Data extracted from a collection:

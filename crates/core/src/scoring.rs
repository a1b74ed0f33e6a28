//! The risk-scoring engine.
//!
//! Converts a set of questionnaire answers into four category-level maturity
//! percentages and one overall percentage. The function is pure and
//! deterministic: identical inputs always produce identical output, there is
//! no hidden state, no I/O, and no error path.
//!
//! Scoring is two-level by design: within a category, questions are weighted
//! by criticality (`weight * 100` points each); across categories, the
//! overall score is the unweighted mean of the four category percentages,
//! NOT a global points ratio.

use std::collections::HashMap;

use serde::{Deserialize, Serialize};

/// Identifies the scoring algorithm revision stamped into every result.
pub const METHOD_VERSION: &str = "v1.0";

/// The four scoring dimensions of the compliance questionnaire.
#[derive(Debug, Clone, Copy, PartialEq, Eq, Hash, Serialize, Deserialize)]
#[serde(rename_all = "snake_case")]
pub enum Category {
    Governance,
    RiskManagement,
    Incident,
    Suppliers,
}

impl Category {
    /// All categories, in the order they appear in a [`ScoreResult`].
    pub const ALL: [Category; 4] = [
        Category::Governance,
        Category::RiskManagement,
        Category::Incident,
        Category::Suppliers,
    ];

    /// Canonical snake_case name, matching the serialized form.
    pub fn as_str(self) -> &'static str {
        match self {
            Category::Governance => "governance",
            Category::RiskManagement => "risk_management",
            Category::Incident => "incident",
            Category::Suppliers => "suppliers",
        }
    }
}

/// One of exactly three symbolic answer values.
///
/// Only `Yes` earns points; `No` and `Not Sure` are equivalent to no answer.
/// Values outside this enumeration are rejected by serde before they reach
/// the engine.
#[derive(Debug, Clone, Copy, PartialEq, Eq, Serialize, Deserialize)]
pub enum Answer {
    Yes,
    No,
    #[serde(rename = "Not Sure")]
    NotSure,
}

/// A static catalog entry for one questionnaire question.
///
/// Defined by configuration, never by end users. `weight` is a positive
/// integer: 1 = standard, higher = more critical.
#[derive(Debug, Clone, PartialEq, Eq, Serialize, Deserialize)]
pub struct QuestionDef {
    pub id: String,
    pub category: Category,
    pub weight: u32,
}

/// Derived maturity scores. Immutable once computed.
///
/// All five percentages are integers in `[0, 100]`.
#[derive(Debug, Clone, PartialEq, Eq, Serialize, Deserialize)]
pub struct ScoreResult {
    pub governance_score: i32,
    pub risk_management_score: i32,
    pub incident_score: i32,
    pub suppliers_score: i32,
    pub overall_score: i32,
    pub method_version: String,
}

impl ScoreResult {
    /// The category percentage for `category`.
    pub fn category_score(&self, category: Category) -> i32 {
        match category {
            Category::Governance => self.governance_score,
            Category::RiskManagement => self.risk_management_score,
            Category::Incident => self.incident_score,
            Category::Suppliers => self.suppliers_score,
        }
    }
}

/// The built-in question catalog.
///
/// Callers should treat this as a default configuration value and pass it
/// (or a substitute) explicitly into [`calculate_risk_score`] — the engine
/// never reads ambient state.
pub fn default_catalog() -> Vec<QuestionDef> {
    fn q(id: &str, category: Category, weight: u32) -> QuestionDef {
        QuestionDef {
            id: id.to_string(),
            category,
            weight,
        }
    }

    vec![
        q("q_gov_1", Category::Governance, 3),
        q("q_gov_2", Category::Governance, 1),
        q("q_risk_1", Category::RiskManagement, 2),
        q("q_risk_2", Category::RiskManagement, 2),
        q("q_inc_1", Category::Incident, 3),
        q("q_inc_2", Category::Incident, 1),
        q("q_sup_1", Category::Suppliers, 2),
        q("q_sup_2", Category::Suppliers, 1),
    ]
}

/// Compute category and overall maturity scores for a set of answers.
///
/// Answers for ids not present in the catalog are ignored; catalog questions
/// with no answer earn zero points. A category with no questions scores 0
/// (never a division by zero). Rounding is half-up, applied independently to
/// each category percentage and then again to the overall mean.
pub fn calculate_risk_score(
    answers: &HashMap<String, Answer>,
    catalog: &[QuestionDef],
) -> ScoreResult {
    let mut earned: HashMap<Category, u64> = HashMap::new();
    let mut total: HashMap<Category, u64> = HashMap::new();

    for question in catalog {
        let max_points = u64::from(question.weight) * 100;
        let earned_points = match answers.get(&question.id) {
            Some(Answer::Yes) => max_points,
            _ => 0,
        };
        *earned.entry(question.category).or_default() += earned_points;
        *total.entry(question.category).or_default() += max_points;
    }

    let pct = |category: Category| -> i32 {
        let total = total.get(&category).copied().unwrap_or(0);
        if total == 0 {
            return 0;
        }
        let earned = earned.get(&category).copied().unwrap_or(0);
        ((earned as f64 / total as f64) * 100.0).round() as i32
    };

    let governance_score = pct(Category::Governance);
    let risk_management_score = pct(Category::RiskManagement);
    let incident_score = pct(Category::Incident);
    let suppliers_score = pct(Category::Suppliers);

    let overall_score = (f64::from(
        governance_score + risk_management_score + incident_score + suppliers_score,
    ) / 4.0)
        .round() as i32;

    ScoreResult {
        governance_score,
        risk_management_score,
        incident_score,
        suppliers_score,
        overall_score,
        method_version: METHOD_VERSION.to_string(),
    }
}

#[cfg(test)]
mod tests {
    use super::*;

    fn answers(pairs: &[(&str, Answer)]) -> HashMap<String, Answer> {
        pairs
            .iter()
            .map(|(id, a)| (id.to_string(), *a))
            .collect()
    }

    fn two_question_category(weight_a: u32, weight_b: u32) -> Vec<QuestionDef> {
        vec![
            QuestionDef {
                id: "a".into(),
                category: Category::Governance,
                weight: weight_a,
            },
            QuestionDef {
                id: "b".into(),
                category: Category::Governance,
                weight: weight_b,
            },
        ]
    }

    // -----------------------------------------------------------------------
    // Bounds
    // -----------------------------------------------------------------------

    #[test]
    fn all_scores_stay_within_bounds() {
        let catalog = default_catalog();
        let mixes: Vec<HashMap<String, Answer>> = vec![
            answers(&[]),
            answers(&[("q_gov_1", Answer::Yes)]),
            answers(&[("q_gov_1", Answer::Yes), ("q_inc_1", Answer::NotSure)]),
            catalog
                .iter()
                .map(|q| (q.id.clone(), Answer::Yes))
                .collect(),
        ];

        for answers in &mixes {
            let result = calculate_risk_score(answers, &catalog);
            for category in Category::ALL {
                let score = result.category_score(category);
                assert!((0..=100).contains(&score), "{category:?} out of bounds");
            }
            assert!((0..=100).contains(&result.overall_score));
        }
    }

    // -----------------------------------------------------------------------
    // All-yes / all-non-yes extremes
    // -----------------------------------------------------------------------

    #[test]
    fn all_yes_scores_100_everywhere() {
        let catalog = default_catalog();
        let answers: HashMap<String, Answer> = catalog
            .iter()
            .map(|q| (q.id.clone(), Answer::Yes))
            .collect();

        let result = calculate_risk_score(&answers, &catalog);
        for category in Category::ALL {
            assert_eq!(result.category_score(category), 100);
        }
        assert_eq!(result.overall_score, 100);
    }

    #[test]
    fn no_yes_answers_score_zero_overall() {
        let catalog = default_catalog();

        // A mix of No, Not Sure, and entirely absent answers.
        let answers = answers(&[
            ("q_gov_1", Answer::No),
            ("q_risk_1", Answer::NotSure),
            ("q_inc_2", Answer::No),
        ]);

        let result = calculate_risk_score(&answers, &catalog);
        assert_eq!(result.overall_score, 0);
        for category in Category::ALL {
            assert_eq!(result.category_score(category), 0);
        }
    }

    #[test]
    fn empty_answer_map_scores_zero() {
        let result = calculate_risk_score(&HashMap::new(), &default_catalog());
        assert_eq!(result.overall_score, 0);
    }

    // -----------------------------------------------------------------------
    // Weighting within a category
    // -----------------------------------------------------------------------

    #[test]
    fn weight_3_of_4_yields_75() {
        let catalog = two_question_category(3, 1);
        let result = calculate_risk_score(&answers(&[("a", Answer::Yes)]), &catalog);
        assert_eq!(result.governance_score, 75);
    }

    #[test]
    fn weight_1_of_4_yields_25() {
        let catalog = two_question_category(3, 1);
        let result = calculate_risk_score(&answers(&[("b", Answer::Yes)]), &catalog);
        assert_eq!(result.governance_score, 25);
    }

    // -----------------------------------------------------------------------
    // Empty catalog / empty category
    // -----------------------------------------------------------------------

    #[test]
    fn category_without_questions_scores_zero() {
        // Catalog only covers governance; the other three categories have
        // zero total points and must score 0 without dividing by zero.
        let catalog = two_question_category(1, 1);
        let answers: HashMap<String, Answer> = catalog
            .iter()
            .map(|q| (q.id.clone(), Answer::Yes))
            .collect();

        let result = calculate_risk_score(&answers, &catalog);
        assert_eq!(result.governance_score, 100);
        assert_eq!(result.risk_management_score, 0);
        assert_eq!(result.incident_score, 0);
        assert_eq!(result.suppliers_score, 0);
        assert_eq!(result.overall_score, 25);
    }

    #[test]
    fn empty_catalog_scores_zero() {
        let result = calculate_risk_score(&answers(&[("q_gov_1", Answer::Yes)]), &[]);
        assert_eq!(result.overall_score, 0);
    }

    #[test]
    fn answers_for_unknown_ids_are_ignored() {
        let catalog = default_catalog();
        let with_unknown = answers(&[("q_gov_1", Answer::Yes), ("q_ghost_9", Answer::Yes)]);
        let without = answers(&[("q_gov_1", Answer::Yes)]);

        assert_eq!(
            calculate_risk_score(&with_unknown, &catalog),
            calculate_risk_score(&without, &catalog),
        );
    }

    // -----------------------------------------------------------------------
    // Determinism
    // -----------------------------------------------------------------------

    #[test]
    fn identical_inputs_produce_identical_output() {
        let catalog = default_catalog();
        let answers = answers(&[
            ("q_gov_1", Answer::Yes),
            ("q_risk_2", Answer::No),
            ("q_sup_1", Answer::Yes),
        ]);

        let first = calculate_risk_score(&answers, &catalog);
        let second = calculate_risk_score(&answers, &catalog);
        assert_eq!(first, second);
    }

    // -----------------------------------------------------------------------
    // End-to-end reference scenario against the built-in catalog
    // -----------------------------------------------------------------------

    #[test]
    fn reference_scenario_against_default_catalog() {
        let answers = answers(&[
            ("q_gov_1", Answer::Yes),
            ("q_gov_2", Answer::No),
            ("q_risk_1", Answer::Yes),
            ("q_risk_2", Answer::No),
            ("q_inc_1", Answer::No),
            ("q_inc_2", Answer::No),
            ("q_sup_1", Answer::No),
            ("q_sup_2", Answer::No),
        ]);

        let result = calculate_risk_score(&answers, &default_catalog());
        assert_eq!(result.governance_score, 75); // 300 of 400 points
        assert_eq!(result.risk_management_score, 50); // 200 of 400 points
        assert_eq!(result.incident_score, 0);
        assert_eq!(result.suppliers_score, 0);
        assert_eq!(result.overall_score, 31); // round((75+50+0+0)/4)
        assert_eq!(result.method_version, METHOD_VERSION);
    }

    #[test]
    fn overall_rounds_half_up() {
        // Governance 50, other categories empty: 50/4 = 12.5 -> 13.
        let catalog = two_question_category(1, 1);
        let result = calculate_risk_score(&answers(&[("a", Answer::Yes)]), &catalog);
        assert_eq!(result.governance_score, 50);
        assert_eq!(result.overall_score, 13);
    }

    // -----------------------------------------------------------------------
    // Serde forms
    // -----------------------------------------------------------------------

    #[test]
    fn answer_serde_uses_questionnaire_labels() {
        assert_eq!(serde_json::to_string(&Answer::Yes).unwrap(), "\"Yes\"");
        assert_eq!(serde_json::to_string(&Answer::No).unwrap(), "\"No\"");
        assert_eq!(
            serde_json::to_string(&Answer::NotSure).unwrap(),
            "\"Not Sure\""
        );

        let parsed: Answer = serde_json::from_str("\"Not Sure\"").unwrap();
        assert_eq!(parsed, Answer::NotSure);
    }

    #[test]
    fn malformed_answer_value_is_rejected_by_serde() {
        let result: Result<Answer, _> = serde_json::from_str("\"Maybe\"");
        assert!(result.is_err());
    }

    #[test]
    fn category_serde_is_snake_case() {
        assert_eq!(
            serde_json::to_string(&Category::RiskManagement).unwrap(),
            "\"risk_management\""
        );
    }
}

▶ _Problem statement_
Starting with the first line of the data above, copy each line exactly until you reach the line with "is pure and"; include that line as well.

▶ _Response to this exercise_
filename crates/core/src/scoring.rs
repository a1b74ed0f33e6a28
//! The risk-scoring engine.
//!
//! Converts a set of questionnaire answers into four category-level maturity
//! percentages and one overall percentage. The function is pure and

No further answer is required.